O sistema que estabeleceram foi publicamente difundido como um sistema de ‘fair play’ na economia global, que “beneficiaria todos os países que nele participassem”. Contudo, na realidade, as regras da OMC “tornaram claramente mais fácil para as empresas sediadas nos EUA expandirem o seu domínio na economia mundial”. “A limitação do protecionismo, especialmente nos países em desenvolvimento, permitiu que as empresas sediadas nos EUA aumentassem o seu controlo”, diagnostica Jostein Hauge.

O rendimento que as empresas transnacionais sediadas nos EUA obtiveram das suas filiais estrangeiras, medido como uma percentagem do seu rendimento líquido total mundial, “aumentou de 17% em 1977 para 49% em 2006″. “E em 2010 foi classificado como sétimo maior parceiro comercial da China, à frente do Reino Unido.”

“Atualmente, com a balança ligeiramente equilibrada a favor da China, as sedes das maiores empresas do mundo continuam altamente concentradas nos EUA.”

As consequências mortais do mito do comércio livre

Os norte-americanos utilizaram também o quadro da OMC “para sustentar os lucros das empresas farmacêuticas sediadas nos EUA”, impedindo, no processo, que vacinas que salvam vidas chegassem aos países em desenvolvimento. “A pandemia forneceu o exemplo mais claro disso”, concorda Hauge.

No início de 2021, “houve um grande debate entre os estados membros da OMC sobre se as patentes das vacinas contra a covid deveriam ser suspensas”. As regras da OMC “protegem patentes e direitos de autor a nível mundial sob o pretexto de incentivar mais inovação” – o que é, considera o especialista em Estudos de Desenvolvimento, “irónico”.

“A ironia desta regra é que ela não apoia o livre fluxo de conhecimento tecnológico, contradizendo de certa forma o ‘mantra’ do comércio livre”. “Mas a regra é consistente com a forma como a OMC funciona na prática, na medida em que serve para proteger os interesses das empresas sediadas nos EUA.”

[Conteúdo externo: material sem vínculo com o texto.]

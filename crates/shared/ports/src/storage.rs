use bitmicro_core::{BookSnapshot, SortOrder, TimeRange, Trade};

use crate::error::StorageResult;

/// Port for reading order book snapshots
///
/// Implementations might be:
/// - A time-series database collection per symbol
/// - An in-memory table for tests and replays
pub trait BookSource: Send + Sync {
    /// Fetch up to `limit` snapshots for `symbol`, ordered by collection time
    ///
    /// `SortOrder::Descending` returns the most recent snapshots first.
    fn fetch_books(
        &self,
        symbol: &str,
        limit: usize,
        order: SortOrder,
    ) -> StorageResult<Vec<BookSnapshot>>;
}

/// Port for reading executed trades
pub trait TradeSource: Send + Sync {
    /// Fetch every trade for `symbol` whose timestamp lies in `range`
    ///
    /// Results are sorted ascending by timestamp.
    fn fetch_trades(&self, symbol: &str, range: TimeRange) -> StorageResult<Vec<Trade>>;
}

A forma como isto funciona “é simples”. “No papel, as regras da OMC procuram proteger a propriedade intelectual de todos. Mas, como a inovação é altamente distorcida a nível mundial, estas regras conferem enorme vantagem às grandes empresas dos países ricos que possuem infraestruturas de investigação e desenvolvimento superiores e monopólios de facto sobre a propriedade intelectual.”

O argumento para a renúncia às patentes foi o de que, durante uma pandemia global, “seria desumano e ganancioso impedir que os países em desenvolvimento tivessem acesso às melhores vacinas”.

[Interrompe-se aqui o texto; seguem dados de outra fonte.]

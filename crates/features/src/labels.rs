//! Label derivation
//!
//! Forward log-returns of the midpoint are the training targets. The same
//! lookup run backwards gives lagged returns, used as inputs.
//!
//! The two have different missing-value policies: a missing forward label
//! stays missing (the row is dropped for training), a missing backward
//! return is filled with 0 (no history means no observed change).

use bitmicro_core::Timestamp;

use crate::alignment::nearest;

/// Mid of the snapshot nearest `t + offset`, for every `t` in `timestamps`
///
/// `timestamps` must be ascending and `mids` aligned with it. Negative
/// offsets look into the past.
pub fn future_mid(
    timestamps: &[Timestamp],
    mids: &[f64],
    offset: Timestamp,
    sensitivity: Timestamp,
) -> Vec<Option<f64>> {
    timestamps
        .iter()
        .map(|&ts| nearest(timestamps, ts + offset, sensitivity).map(|i| mids[i]))
        .collect()
}

/// `ln(future / mid)`
pub fn forward_label(mid: f64, future: Option<f64>) -> Option<f64> {
    future.map(|future| (future / mid).ln())
}

/// `ln(mid / past)`, 0 without a past snapshot
pub fn backward_feature(mid: f64, past: Option<f64>) -> f64 {
    past.map(|past| (mid / past).ln()).unwrap_or(0.0)
}

/// Forward labels for one offset
pub fn forward_labels(
    timestamps: &[Timestamp],
    mids: &[f64],
    offset: Timestamp,
    sensitivity: Timestamp,
) -> Vec<Option<f64>> {
    future_mid(timestamps, mids, offset, sensitivity)
        .into_iter()
        .zip(mids)
        .map(|(future, &mid)| forward_label(mid, future))
        .collect()
}

/// Backward features for one offset
pub fn backward_features(
    timestamps: &[Timestamp],
    mids: &[f64],
    offset: Timestamp,
    sensitivity: Timestamp,
) -> Vec<f64> {
    future_mid(timestamps, mids, -offset, sensitivity)
        .into_iter()
        .zip(mids)
        .map(|(past, &mid)| backward_feature(mid, past))
        .collect()
}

Qual foi o resultado deste debate? “Os EUA, juntamente com mais alguns países de rendimento elevado, votaram pelo bloqueio da renúncia às patentes de vacinas”, impedindo “que muitos países mais pobres tivessem acesso às vacinas de empresas como a Pfizer”.

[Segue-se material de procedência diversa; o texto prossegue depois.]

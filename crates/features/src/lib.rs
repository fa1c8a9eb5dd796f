//! bitmicro Features - Order Book and Trade Feature Generation
//!
//! Turns stored order-book snapshots and executions for one instrument into a
//! typed feature table, labeled for training or unlabeled for live inference.
//!
//! ## Components
//!
//! - **Alignment**: nearest and range lookups over ascending timestamps
//! - **Book**: width, mid, power imbalance, power-adjusted price
//! - **Trades**: VWAP, aggressor imbalance, trend over trailing windows
//! - **Labels**: forward log-return labels, backward log-return features
//! - **Assembly**: fetches through the storage ports and joins everything
//!
//! ## Usage
//!
//! ```ignore
//! use bitmicro_features::{FeatureConfig, make_data, make_live_features};
//! use bitmicro_store::InMemoryStore;
//!
//! let store = InMemoryStore::new();
//! // ... load books and trades ...
//!
//! let training = make_data(&store, &store, "btcusd", 100_000)?;
//! let live = make_live_features(&store, &store, "btcusd", 500, &FeatureConfig::default())?;
//! println!("{:?}", training.schema().column_names());
//! ```

pub mod alignment;
pub mod assembly;
pub mod book;
pub mod config;
pub mod error;
pub mod labels;
pub mod table;
pub mod trades;

// Re-export main types
pub use assembly::{FeatureAssembler, RunMode, make_data, make_features, make_live_features};
pub use book::BookFeatures;
pub use config::{ConfigError, FeatureConfig};
pub use error::{FeatureError, FeatureResult};
pub use table::{FeatureRow, FeatureSchema, FeatureTable, PowerFeatures, TradeFeatures};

Ter tido acesso às vacinas desde o início da pandemia “poderia ter salvado milhares de vidas nestes países, especialmente naqueles com capacidade decente de produção de vacinas, como a Índia”. Um estudo publicado em 2023 concluiu que mais de 50% das mortes por covid em países de baixo e médio rendimento “poderiam ter sido evitadas se as pessoas tivessem o mesmo acesso às vacinas que os estados ricos”.

Ao aumentar as tarifas sobre produtos fabricados na China, os EUA “estão mais uma vez a tentar distorcer e a alterar as regras do comércio internacional a seu favor”, defende Jostein Hauge. “Depois de trabalhar incansavelmente para estabelecer um sistema de comércio livre, os EUA estão agora a dar uma volta de 180 graus e impuseram algumas das tarifas mais acentuadas que alguma vez vimos por uma grande economia nos últimos anos.”

A política comercial norte-americana “teve sempre como objetivo proteger os interesses das empresas sediadas nos EUA, por isso isto não deveria ser uma surpresa”. “Esta hipocrisia da administração Biden deve de ser denunciada.”

No atual sistema comercial multilateral baseado em normas, “a China também não cumpriu inteiramente as regras“, embora “não tenha chegado sequer perto de tentar mudar as regras para funcionarem a seu favor tanto quanto os EUA”. “Então, quem está realmente a adulterar as regras?”